And here we get to the elephant in the room: Twilight is a four book, five movie treatise to how awesome abusive relationships are. When it comes to the bad relationship advice propagated by Hollywood, Twilight is the poster-child7.

But don’t take my word for it.

Over the course of the series, Edward threatens Bella’s life, threatens to kill himself, scares her with his driving, damages property when angry, makes all the decisions for the both of them and tries to isolate her from others – especially Jacob Black, his romantic rival. He’s thrown her through glass tables and has sex so violent that she’s covered in bruises and broken ribs. He pushes the relationship further and faster than anyone should be comfortable with – by the time they decide they’re dating, Bella is spending literally almost every moment with Edward.

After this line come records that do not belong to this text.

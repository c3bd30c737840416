//! Shared mocks for use case tests.

use crate::ports::session_store::{SessionStore, StorageError};
use crate::ports::summary_gateway::{GatewayError, GatewayReply, SummaryGateway};
use async_trait::async_trait;
use resolver_domain::SummaryRequest;
use serde_json::Value;
use std::collections::{HashMap, VecDeque};
use std::sync::Mutex;
use std::sync::atomic::{AtomicBool, AtomicUsize, Ordering};

/// Store keeping raw JSON text, so tests can plant corrupt payloads.
#[derive(Default)]
pub(crate) struct MemoryStore {
    entries: Mutex<HashMap<String, String>>,
    reject_writes: AtomicBool,
}

impl MemoryStore {
    pub(crate) fn new() -> Self {
        Self::default()
    }

    pub(crate) fn insert_raw(&self, key: &str, raw: &str) {
        self.entries
            .lock()
            .unwrap()
            .insert(key.to_string(), raw.to_string());
    }

    pub(crate) fn raw(&self, key: &str) -> Option<String> {
        self.entries.lock().unwrap().get(key).cloned()
    }

    pub(crate) fn reject_writes(&self, reject: bool) {
        self.reject_writes.store(reject, Ordering::SeqCst);
    }
}

impl SessionStore for MemoryStore {
    fn get(&self, key: &str) -> Result<Option<Value>, StorageError> {
        match self.entries.lock().unwrap().get(key) {
            None => Ok(None),
            Some(raw) => serde_json::from_str(raw)
                .map(Some)
                .map_err(|e| StorageError::corrupt(key, e)),
        }
    }

    fn set(&self, key: &str, value: &Value) -> Result<(), StorageError> {
        if self.reject_writes.load(Ordering::SeqCst) {
            return Err(StorageError::Unavailable("writes disabled".to_string()));
        }
        self.entries
            .lock()
            .unwrap()
            .insert(key.to_string(), value.to_string());
        Ok(())
    }
}

/// Gateway answering from a queue of canned outcomes.
#[derive(Default)]
pub(crate) struct ScriptedGateway {
    outcomes: Mutex<VecDeque<Result<GatewayReply, GatewayError>>>,
    requests: Mutex<Vec<SummaryRequest>>,
    calls: AtomicUsize,
}

impl ScriptedGateway {
    pub(crate) fn new() -> Self {
        Self::default()
    }

    pub(crate) fn reply(self, status: u16, body: &str) -> Self {
        self.outcomes
            .lock()
            .unwrap()
            .push_back(Ok(GatewayReply::new(status, body)));
        self
    }

    pub(crate) fn fail(self, error: GatewayError) -> Self {
        self.outcomes.lock().unwrap().push_back(Err(error));
        self
    }

    pub(crate) fn calls(&self) -> usize {
        self.calls.load(Ordering::SeqCst)
    }

    pub(crate) fn requests(&self) -> Vec<SummaryRequest> {
        self.requests.lock().unwrap().clone()
    }
}

#[async_trait]
impl SummaryGateway for ScriptedGateway {
    async fn summarize(&self, request: &SummaryRequest) -> Result<GatewayReply, GatewayError> {
        self.calls.fetch_add(1, Ordering::SeqCst);
        self.requests.lock().unwrap().push(request.clone());
        self.outcomes
            .lock()
            .unwrap()
            .pop_front()
            .unwrap_or_else(|| Err(GatewayError::NoResponse("script exhausted".to_string())))
    }
}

Oh, and he breaks into her house, watches her sleep without her knowledge and follows her wherever she goes.

But it’s ok… he loves her. He just wants to make sure she’s safe.

Now, keeping all that in mind, look up the warning signs of domestic violence and abusive relationships. Go ahead. I’ll wait.

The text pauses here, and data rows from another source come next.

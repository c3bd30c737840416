//! Domain error types

use serde::{Deserialize, Serialize};
use thiserror::Error;

/// Category of a user-facing failure.
///
/// Every failure in the system maps to exactly one of these. None of them is
/// fatal: the session code and the ledger are left untouched and the user
/// may retry the action that failed.
#[derive(Debug, Clone, Copy, PartialEq, Eq, Hash, Serialize, Deserialize)]
#[serde(rename_all = "snake_case")]
pub enum ErrorKind {
    /// Rejected input (empty statement, summarize before both statements exist)
    Validation,
    /// Persistence read/write failure
    Storage,
    /// The summarization request never reached the service, or no response came back
    Network,
    /// The service answered with an error or a malformed body
    Protocol,
}

impl ErrorKind {
    pub fn as_str(&self) -> &'static str {
        match self {
            ErrorKind::Validation => "validation",
            ErrorKind::Storage => "storage",
            ErrorKind::Network => "network",
            ErrorKind::Protocol => "protocol",
        }
    }
}

impl std::fmt::Display for ErrorKind {
    fn fmt(&self, f: &mut std::fmt::Formatter<'_>) -> std::fmt::Result {
        write!(f, "{}", self.as_str())
    }
}

/// Input validation errors
#[derive(Error, Debug, Clone, PartialEq, Eq)]
pub enum ValidationError {
    #[error("statement cannot be empty")]
    EmptyStatement,

    #[error("both participants must submit a statement")]
    MissingStatements,

    #[error("invalid session code: {0}")]
    InvalidCode(String),

    #[error("no active session code, generate or join one first")]
    NoActiveCode,

    #[error("unknown participant: {0}")]
    UnknownParticipant(String),
}

impl ValidationError {
    pub fn kind(&self) -> ErrorKind {
        ErrorKind::Validation
    }
}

Pop quiz: how many of those moments I list were classic warning signs of domestic abuse? SPOILER ALERT: ALL OF THEM.

But again: it’s ok. Edward would never hurt Bella… intentionally. He can’t help it that she makes him want to hurt her, what with her super-delicious blood and all. He doesn’t mean it. He loves her.

Not, mind you, that Jacob is much better. By book 3, Jacob goes from being a living example of what happens when you get stuck in the Friend Zone to deciding that the best way to make someone love you is sexual assault. Bella doesn’t help matters when – even after punching Jacob and running the hell away she decides that oops, she may have feelings too! Not, y’know, enough to keep her from going back to her other abusive boyfriend of course. Just enough to keep jerking Jacob around a bit longer until Edward’s finally willing to come across.

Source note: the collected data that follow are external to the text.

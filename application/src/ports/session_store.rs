//! Session store port
//!
//! Durable key-value persistence on the local device. Every other component
//! reads and writes through a [`SessionStore`] handed to it explicitly; there
//! is no ambient global store.
//!
//! Both operations are synchronous and complete before returning.

use serde::Serialize;
use serde::de::DeserializeOwned;
use serde_json::Value;
use thiserror::Error;

/// Errors that can occur during storage operations
#[derive(Error, Debug)]
pub enum StorageError {
    /// The stored payload exists but is not valid data. Distinct from
    /// "never written", which is `Ok(None)`.
    #[error("Stored value for '{key}' is corrupt: {reason}")]
    Corrupt { key: String, reason: String },

    #[error("Storage quota exceeded writing '{key}': {required} bytes needed, {quota} allowed")]
    QuotaExceeded {
        key: String,
        required: u64,
        quota: u64,
    },

    #[error("Storage unavailable: {0}")]
    Unavailable(String),

    #[error("Invalid storage key: '{0}'")]
    InvalidKey(String),

    #[error("Cannot serialize value for '{key}': {reason}")]
    Serialization { key: String, reason: String },
}

impl StorageError {
    pub fn corrupt(key: impl Into<String>, reason: impl std::fmt::Display) -> Self {
        StorageError::Corrupt {
            key: key.into(),
            reason: reason.to_string(),
        }
    }
}

/// Key-value store holding JSON values.
///
/// Strings, arrays and plain objects must round-trip unchanged.
pub trait SessionStore: Send + Sync {
    /// Read the value under `key`.
    ///
    /// Returns `Ok(None)` when nothing was ever written, and
    /// [`StorageError::Corrupt`] when the payload cannot be parsed.
    fn get(&self, key: &str) -> Result<Option<Value>, StorageError>;

    /// Replace the value under `key`.
    fn set(&self, key: &str, value: &Value) -> Result<(), StorageError>;
}

/// Typed access on top of any [`SessionStore`].
pub trait SessionStoreExt: SessionStore {
    /// Read and deserialize. A valid JSON value of the wrong shape is
    /// reported as corrupt.
    fn get_json<T: DeserializeOwned>(&self, key: &str) -> Result<Option<T>, StorageError> {
        match self.get(key)? {
            None => Ok(None),
            Some(value) => serde_json::from_value(value)
                .map(Some)
                .map_err(|e| StorageError::corrupt(key, e)),
        }
    }

    /// Serialize and write.
    fn set_json<T: Serialize + ?Sized>(&self, key: &str, value: &T) -> Result<(), StorageError> {
        let value = serde_json::to_value(value).map_err(|e| StorageError::Serialization {
            key: key.to_string(),
            reason: e.to_string(),
        })?;
        self.set(key, &value)
    }
}

impl<S: SessionStore + ?Sized> SessionStoreExt for S {}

Keep in mind: Bella literally welcomes this abuse as signs that Edward loves her. She compares Edward and herself to Wuthering Height’s Heathcliff and Cathy, apparently never stopping to consider that Heathcliff is an abusive sociopath. Her fondest wish is her violent death at Edward’s hands!

Ladies and gentlemen: the role-model for young girls around the world. This is what people are growing up to believe is “romantic”.

Some motherfucker's always trying to ice-skate uphill.

The only real solace to be had is that the national obsession with Twilight will be coming to a screeching halt once the last movie comes out and girls can model their future relationships after Katniss and Petra instead.

  1. See what I did there? []
  2. suuuuure []
  3. So hard not to use “bloody” instead. I hope you appreciate my restraint []
  4. That’s what she said… []
  5. Look, jokes are just about the only way I’m getting through this, ok? []
  6. Hey, they just feed off animals right? Mostly predators. That makes ’em ok, right? Sure… until you realize what happens to an ecosystem when you get rid of all the top-level predators []
  7. You know… the one with a black eye who always wears long sleeves and “runs into doorknobs” a lot. []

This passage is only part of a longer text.